De arbeidsdeskundigen hebben in hun rapporten ook geconcludeerd dat appellante niet volledig en duurzaam arbeidsongeschikt is. Voor die conclusie is verwezen naar het verzekeringsgeneeskundig oordeel dat appellante participatiemogelijkheden heeft. Een verdere onderbouwing van deze conclusie ontbreekt. Voor de vraag of de vastgestelde volledige arbeidsongeschiktheid duurzaam is, moet worden onderzocht of voor appellante voldaan is aan de voorwaarde dat de mogelijkheden tot arbeidsparticipatie blijvend ontbreken, zoals hiervoor in 4.4.3 is uiteengezet. Daaronder moet worden verstaan dat appellante niet tot het verrichten van betaalde arbeid in staat is, nu niet en in de toekomst niet, ook niet na of met behulp van ondersteuning of in de vorm van beschut werk.

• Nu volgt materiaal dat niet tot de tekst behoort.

//! Utility helpers shared across integration tests.

use std::{fs, path::PathBuf};

use assert_cmd::Command;
use tempfile::TempDir;

/// A fresh `textkit` command.
pub fn textkit() -> Command { Command::cargo_bin("textkit").expect("failed to create textkit command") }

/// Write each `(name, bytes)` pair into a new temporary directory.
///
/// The directory must be kept alive for as long as the paths are used.
pub fn temp_files(files: &[(&str, &[u8])]) -> (TempDir, Vec<PathBuf>) {
    let dir = tempfile::tempdir().expect("failed to create temporary directory");
    let paths = files
        .iter()
        .map(|(name, bytes)| {
            let path = dir.path().join(name);
            fs::write(&path, bytes).expect("failed to write temporary file");
            path
        })
        .collect();
    (dir, paths)
}

/// Run `textkit` with `args`, feeding `stdin`, and return its stdout.
pub fn run_cli(args: &[&str], stdin: &[u8]) -> Vec<u8> {
    let output = textkit()
        .args(args)
        .write_stdin(stdin)
        .output()
        .expect("failed to run textkit");
    assert!(
        output.status.success(),
        "textkit {args:?} failed: {}",
        String::from_utf8_lossy(&output.stderr)
    );
    output.stdout
}

/// Assert that every line is no wider than `width` display columns.
pub fn assert_lines_fit(lines: &[String], width: usize) {
    for line in lines {
        let columns = textkit::display_width(line);
        assert!(
            usize::try_from(columns).is_ok_and(|c| c <= width),
            "{line:?} is {columns} columns wide, limit {width}"
        );
    }
}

Als antwoord op de vraag of van een dergelijke situatie sprake is, volstaat in de situatie van appellante niet de enkele verwijzing naar het medische oordeel over haar participatiemogelijkheden. Onvoldoende is de vaststelling van de rechtbank dat appellante met behulp van ondersteuning en begeleiding een schoolopleiding heeft gevolgd en stage heeft gelopen. Ter zitting is namens appellante erop gewezen dat zij voor arbeidsinschakeling op grond van de Participatiewet zich heeft gewend tot de gemeente, maar dat haar te verstaan is gegeven dat de gemeente geen mogelijkheden tot arbeidsinschakeling voor haar heeft. In reactie hierop is van de zijde van het Uwv te kennen gegeven dat met betrekking tot de participatiemogelijkheden er geen ruimte mag zitten tussen de uitvoering op grond van artikel 2:4 van de Wajong 2010 en de uitvoering op grond van de Participatiewet.

4.6.3.

Appellante wordt gevolgd in haar standpunt dat het Uwv had moeten onderzoeken of appellante niet tot het verrichten van betaalde arbeid in staat is, nu niet en in de toekomst niet, ook niet na of met behulp van ondersteuning of in de vorm van beschut werk, en de gevolgtrekkingen uit dit onderzoek concreet moet onderbouwen. Door dit na te laten is onzorgvuldig gehandeld bij de voorbereiding van het bestreden besluit en is het bestreden besluit – door de gebrekkige beoordeling van de arbeidsdeskundige bezwaar en beroep – onvoldoende gemotiveerd. Het bestreden besluit is dan ook in strijd te achten met het zorgvuldigheidsbeginsel van artikel 3:2 van de Algemene wet bestuursrecht (Awb) en het motiveringsbeginsel van artikel 7:12, eerste lid, van de Awb.

4.7.

Om te kunnen komen tot een definitieve beslechting van het geschil ziet de Raad aanleiding om met toepassing van artikel 8:51d van de Awb het Uwv opdracht te geven om het geconstateerde gebrek in het bestreden besluit te herstellen. Voor een nader onderzoek naar de participatiemogelijkheden van appellante zal het Uwv in elk geval, na van appellante verkregen toestemming, informatie moeten opvragen bij de gemeente over de uitvoering van de Participatiewet met betrekking tot de arbeidsinschakeling van appellante.

BESLISSING

De Centrale Raad van Beroep draagt het Uwv op om binnen zes weken na verzending van deze tussenuitspraak de gebreken in het besluit van 6 november 2015 te herstellen met inachtneming van wat de Raad heeft overwogen.

Deze uitspraak is gedaan door M. Greebe als voorzitter en J.P.M. Zeijen en R.E. Bakker als leden, in tegenwoordigheid van A.M.C. de Vries als griffier. De beslissing is uitgesproken in het openbaar op 6 september 2017.